Authors

  1. Miller, Harriet D. PhD, ARNP, CPN, CCRP
  2. Penoyer, Daleen A. PhD, RN, CCRP, FCCM
  3. Baumann, Kari BSN, RNC
  4. Diaz, Ann MA, BSN, NE-BC
  5. Sole, Mary Lou PhD, RN, CCNS, FAAN, FCCM
  6. Bowles, Susan M. DNP, CNS, RNC-NIC

Abstract

Background: Preterm infants often receive blood transfusions during hospitalization. Although transfusions are intended to enhance oxygen delivery, previous studies found decreases in tissue and mesenteric oxygen saturation during and after blood transfusions without changes in vital signs and hemoglobin oxygen saturation.

 

Purpose: To study the effect of blood transfusions on regional mesenteric tissue oxygen saturation (rSO2), hemoglobin saturation of oxygen (SpO2), and heart rate (HR) in premature infants.

 

Method: A prospective, observational, nonrandomized study using a repeated-measures design was done to evaluate changes in physiologic variables (HR, SpO2, rSO2) before, during, and after a blood transfusion in premature infants.

 

Results: A convenience sample of 30 infants with a mean gestational age of 25.5 (2.1) weeks was recruited. Repeated-measures analysis of variance found no significant differences in HR (P = .06) and SpO2 (P = .55) over time. However, significant differences occurred in rSO2 over the 3 time periods (P < .001).
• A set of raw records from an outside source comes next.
//! # Tool Call Subcommands
//!
//! `invoke` runs a single tool with JSON arguments; `batch` runs a JSON
//! array of `{"name": ..., "arguments": {...}}` envelopes. Both print the
//! same text an agent would receive, so a transcript can be replayed from
//! the shell. Under `--format json` each call becomes a
//! `{"name", "ok", "output"}` object: a single object for `invoke`, an
//! array of them for `batch`.

use std::io::Read;
use std::path::{Path, PathBuf};

use anyhow::{Context, Result};
use clap::Args;
use serde::Serialize;
use serde_json::Value;

use claimdate_tools::{render_error, ToolCall};

use crate::OutputFormat;

/// Arguments for the `claimdate invoke` subcommand.
#[derive(Args, Debug)]
pub struct InvokeArgs {
    /// Tool name, e.g. `check_policy_compliance`.
    #[arg(value_name = "TOOL")]
    pub tool: String,

    /// Tool arguments as a JSON object.
    #[arg(long, conflicts_with = "args_file")]
    pub args: Option<String>,

    /// Read tool arguments from a JSON file.
    #[arg(long, value_name = "PATH")]
    pub args_file: Option<PathBuf>,
}

/// Arguments for the `claimdate batch` subcommand.
#[derive(Args, Debug)]
pub struct BatchArgs {
    /// JSON file holding an array of tool calls. Reads stdin when omitted.
    #[arg(value_name = "CALLS_JSON")]
    pub file: Option<PathBuf>,
}

/// Outcome of one tool call, for `--format json`.
#[derive(Debug, Serialize)]
struct CallOutcome<'a> {
    name: &'a str,
    ok: bool,
    output: String,
}

impl<'a> CallOutcome<'a> {
    /// Run `name` with `arguments`, keeping the agent-facing text either way.
    fn run(name: &'a str, arguments: &Value) -> Self {
        match claimdate_tools::invoke(name, arguments) {
            Ok(output) => Self {
                name,
                ok: true,
                output,
            },
            Err(err) => {
                tracing::warn!(tool = %name, error = %err, "tool call rejected");
                Self {
                    name,
                    ok: false,
                    output: render_error(&err),
                }
            }
        }
    }
}

/// Execute the invoke subcommand. Arguments are read from `--args`,
/// `--args-file`, or stdin, in that order of preference.
///
/// Returns 1 when the tool rejected the call.
pub fn run_invoke(args: &InvokeArgs, format: OutputFormat) -> Result<u8> {
    let raw = match (&args.args, &args.args_file) {
        (Some(inline), _) => inline.clone(),
        (None, Some(path)) => read_file(path)?,
        (None, None) => read_stdin()?,
    };
    let arguments: Value =
        serde_json::from_str(&raw).context("tool arguments are not valid JSON")?;

    let outcome = CallOutcome::run(&args.tool, &arguments);
    match format {
        OutputFormat::Text => println!("{}", outcome.output),
        OutputFormat::Json => {
            let json = serde_json::to_string_pretty(&outcome)
                .context("failed to serialize tool result")?;
            println!("{json}");
        }
    }

    Ok(if outcome.ok { 0 } else { 1 })
}

/// Execute the batch subcommand.
///
/// Every call runs even if an earlier one fails. Returns 1 if any failed.
pub fn run_batch(args: &BatchArgs, format: OutputFormat) -> Result<u8> {
    let raw = match &args.file {
        Some(path) => read_file(path)?,
        None => read_stdin()?,
    };
    let calls: Vec<ToolCall> =
        serde_json::from_str(&raw).context("expected a JSON array of tool calls")?;

    tracing::info!(calls = calls.len(), "running tool call batch");

    let outcomes: Vec<CallOutcome<'_>> = calls
        .iter()
        .map(|call| CallOutcome::run(&call.name, &call.arguments))
        .collect();

    match format {
        OutputFormat::Text => {
            for outcome in &outcomes {
                println!("{}", outcome.output);
            }
        }
        OutputFormat::Json => {
            let json = serde_json::to_string_pretty(&outcomes)
                .context("failed to serialize batch results")?;
            println!("{json}");
        }
    }

    Ok(if outcomes.iter().all(|o| o.ok) { 0 } else { 1 })
}

fn read_file(path: &Path) -> Result<String> {
    std::fs::read_to_string(path)
        .with_context(|| format!("failed to read {}", path.display()))
}

fn read_stdin() -> Result<String> {
    let mut buf = String::new();
    std::io::stdin()
        .read_to_string(&mut buf)
        .context("failed to read stdin")?;
    Ok(buf)
}
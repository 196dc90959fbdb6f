//! # claimdate-tools: Agent Tool Surface
//!
//! Exposes the claim date calculators as named tools for a
//! function-calling agent:
//!
//! - **Catalog** (`catalog.rs`): tool names, descriptions, trigger phrases
//!   and JSON Schema parameter definitions.
//! - **Invocation** (`invoke.rs`): JSON-argument dispatch returning the
//!   calculator report, with an always-text variant for agent loops.
//!
//! The agent loop itself (model calls, retries, answer synthesis) lives
//! outside this crate.

pub mod catalog;
pub mod error;
pub mod invoke;

pub use catalog::{catalog, ParamKind, ParamSpec, Tool, ToolSpec};
pub use error::ToolError;
pub use invoke::{invoke, invoke_to_text, invoke_tool, render_error, ToolCall};
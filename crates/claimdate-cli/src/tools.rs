//! # Tools Subcommand
//!
//! Prints the tool catalog: a readable summary, or the function-calling
//! definitions as JSON for pasting into an agent configuration.

use std::fmt::Write as _;

use anyhow::{Context, Result};

use claimdate_tools::catalog;

use crate::OutputFormat;

/// Execute the tools subcommand.
pub fn run_tools(format: OutputFormat) -> Result<u8> {
    match format {
        OutputFormat::Text => print!("{}", catalog_text()),
        OutputFormat::Json => {
            let definitions: Vec<serde_json::Value> =
                catalog().iter().map(|spec| spec.definition()).collect();
            let json = serde_json::to_string_pretty(&definitions)
                .context("failed to serialize tool catalog")?;
            println!("{json}");
        }
    }
    Ok(0)
}

/// Readable catalog summary, one block per tool.
fn catalog_text() -> String {
    let mut out = String::new();
    for spec in catalog() {
        let _ = writeln!(out, "{}", spec.tool.name());
        let _ = writeln!(out, "    {}", spec.description);
        for param in spec.params {
            let _ = writeln!(
                out,
                "    {} ({}): {} [e.g. {}]",
                param.name, param.kind, param.description, param.example
            );
        }
    }
    out
}
//! # claimdate CLI entry point
//!
//! Parses command-line arguments, configures logging, and dispatches to
//! subcommand handlers.

use std::process::ExitCode;

use clap::{Parser, Subcommand};
use tracing_subscriber::EnvFilter;

use claimdate_cli::analyze::{
    run_business_days, run_compliance, run_duration, BusinessDaysArgs, ComplianceArgs,
    DurationArgs,
};
use claimdate_cli::invoke::{run_batch, run_invoke, BatchArgs, InvokeArgs};
use claimdate_cli::tools::run_tools;
use claimdate_cli::OutputFormat;

/// Claim date analysis: durations, business days, and policy deadlines.
#[derive(Parser, Debug)]
#[command(name = "claimdate", version, about, long_about = None)]
struct Cli {
    /// Enable verbose logging. Repeat for more verbosity (-v, -vv, -vvv).
    /// `RUST_LOG` takes precedence when set.
    #[arg(short, long, action = clap::ArgAction::Count, global = true)]
    verbose: u8,

    /// Emit logs as JSON lines.
    #[arg(long, global = true)]
    log_json: bool,

    /// Output format for results.
    #[arg(long, value_enum, default_value_t = OutputFormat::Text, global = true)]
    format: OutputFormat,

    #[command(subcommand)]
    command: Commands,
}

#[derive(Subcommand, Debug)]
enum Commands {
    /// Elapsed time between two `YYYY-MM-DD HH:MM:SS` timestamps.
    Duration(DurationArgs),

    /// Business, weekend and calendar days between two dates (inclusive).
    BusinessDays(BusinessDaysArgs),

    /// Check an event date against a deadline counted from a reference date.
    Compliance(ComplianceArgs),

    /// Run one tool call with JSON arguments.
    Invoke(InvokeArgs),

    /// Run a JSON array of tool calls.
    Batch(BatchArgs),

    /// List the available tools.
    Tools,
}

fn main() -> ExitCode {
    let cli = Cli::parse();

    init_tracing(cli.verbose, cli.log_json);

    tracing::debug!(version = env!("CARGO_PKG_VERSION"), "claimdate starting");

    let result = match &cli.command {
        Commands::Duration(args) => run_duration(args, cli.format),
        Commands::BusinessDays(args) => run_business_days(args, cli.format),
        Commands::Compliance(args) => run_compliance(args, cli.format),
        Commands::Invoke(args) => run_invoke(args, cli.format),
        Commands::Batch(args) => run_batch(args, cli.format),
        Commands::Tools => run_tools(cli.format),
    };

    match result {
        Ok(code) => ExitCode::from(code),
        Err(e) => {
            tracing::error!("{e:#}");
            eprintln!("error: {e:#}");
            ExitCode::from(2)
        }
    }
}

/// Install the global subscriber, writing to stderr.
fn init_tracing(verbose: u8, json: bool) {
    let filter = EnvFilter::try_from_default_env().unwrap_or_else(|_| {
        EnvFilter::new(match verbose {
            0 => "warn",
            1 => "info",
            2 => "debug",
            _ => "trace",
        })
    });

    let builder = tracing_subscriber::fmt()
        .with_env_filter(filter)
        .with_target(false)
        .with_writer(std::io::stderr);

    if json {
        builder.json().init();
    } else {
        builder.init();
    }
}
The rSO2 increased during the transfusion from 40.3% to 41.5%, but decreased to 34.9% in the posttransfusion period. Pairwise comparisons revealed statistically significant mean rSO2 differences between pretransfusion and posttransfusion (P < .001), and during transfusion to posttransfusion (P < .001) periods.

 

Implications for Research: This study supports previous findings of perfusion changes during blood transfusions in preterm infants.

 

Implications for Practice: Measuring mesenteric tissue oxygenation during blood transfusion in very low-birth-weight infants can potentially add another physiologic parameter to guide further clinical assessment and interventions during transfusions.